### AIM OF THE TASK
Please write out each entry below exactly as it appears.

--- MATERIAL SHOWN Enclosed Below ---

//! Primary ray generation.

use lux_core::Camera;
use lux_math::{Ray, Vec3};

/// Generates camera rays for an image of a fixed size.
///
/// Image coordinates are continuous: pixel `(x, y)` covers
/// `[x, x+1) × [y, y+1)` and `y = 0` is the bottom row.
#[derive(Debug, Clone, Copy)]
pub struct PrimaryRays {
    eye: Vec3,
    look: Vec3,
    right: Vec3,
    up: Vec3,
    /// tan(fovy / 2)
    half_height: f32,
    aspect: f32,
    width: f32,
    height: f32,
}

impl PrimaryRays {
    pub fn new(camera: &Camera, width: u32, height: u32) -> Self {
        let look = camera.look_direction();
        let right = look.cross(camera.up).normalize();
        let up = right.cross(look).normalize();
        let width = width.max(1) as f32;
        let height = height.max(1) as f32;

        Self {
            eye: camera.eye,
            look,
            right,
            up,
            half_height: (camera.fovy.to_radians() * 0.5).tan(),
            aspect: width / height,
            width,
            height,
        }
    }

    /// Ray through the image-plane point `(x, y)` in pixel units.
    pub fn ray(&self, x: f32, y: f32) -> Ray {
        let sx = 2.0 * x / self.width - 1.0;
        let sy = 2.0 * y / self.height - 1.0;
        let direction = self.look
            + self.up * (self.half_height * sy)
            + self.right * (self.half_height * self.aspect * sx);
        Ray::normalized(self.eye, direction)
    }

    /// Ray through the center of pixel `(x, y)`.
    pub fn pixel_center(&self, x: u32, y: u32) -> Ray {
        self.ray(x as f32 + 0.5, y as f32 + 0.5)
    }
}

--- End of Enclosed MATERIAL SHOWN ---

### YOUR RESPONSE
//! Primary ray generation.

use lux_core::Camera;
use lux_math::{Ray, Vec3};

/// Generates camera rays for an image of a fixed size.
///
/// Image coordinates are continuous: pixel `(x, y)` covers
/// `[x, x+1) × [y, y+1)` and `y = 0` is the bottom row.
#[derive(Debug, Clone, Copy)]
pub struct PrimaryRays {
    eye: Vec3,
    look: Vec3,
    right: Vec3,
    up: Vec3,
    /// tan(fovy / 2)
    half_height: f32,
    aspect: f32,
    width: f32,
    height: f32,
}

impl PrimaryRays {
    pub fn new(camera: &Camera, width: u32, height: u32) -> Self {
        let look = camera.look_direction();
        let right = look.cross(camera.up).normalize();
        let up = right.cross(look).normalize();
        let width = width.max(1) as f32;
        let height = height.max(1) as f32;

        Self {
            eye: camera.eye,
            look,
            right,
            up,
            half_height: (camera.fovy.to_radians() * 0.5).tan(),
            aspect: width / height,
            width,
            height,
        }
    }

    /// Ray through the image-plane point `(x, y)` in pixel units.
    pub fn ray(&self, x: f32, y: f32) -> Ray {
        let sx = 2.0 * x / self.width - 1.0;
        let sy = 2.0 * y / self.height - 1.0;
        let direction = self.look
            + self.up * (self.half_height * sy)
            + self.right * (self.half_height * self.aspect * sx);
        Ray::normalized(self.eye, direction)
    }

    /// Ray through the center of pixel `(x, y)`.
    pub fn pixel_center(&self, x: u32, y: u32) -> Ray {
        self.ray(x as f32 + 0.5, y as f32 + 0.5)
    }
}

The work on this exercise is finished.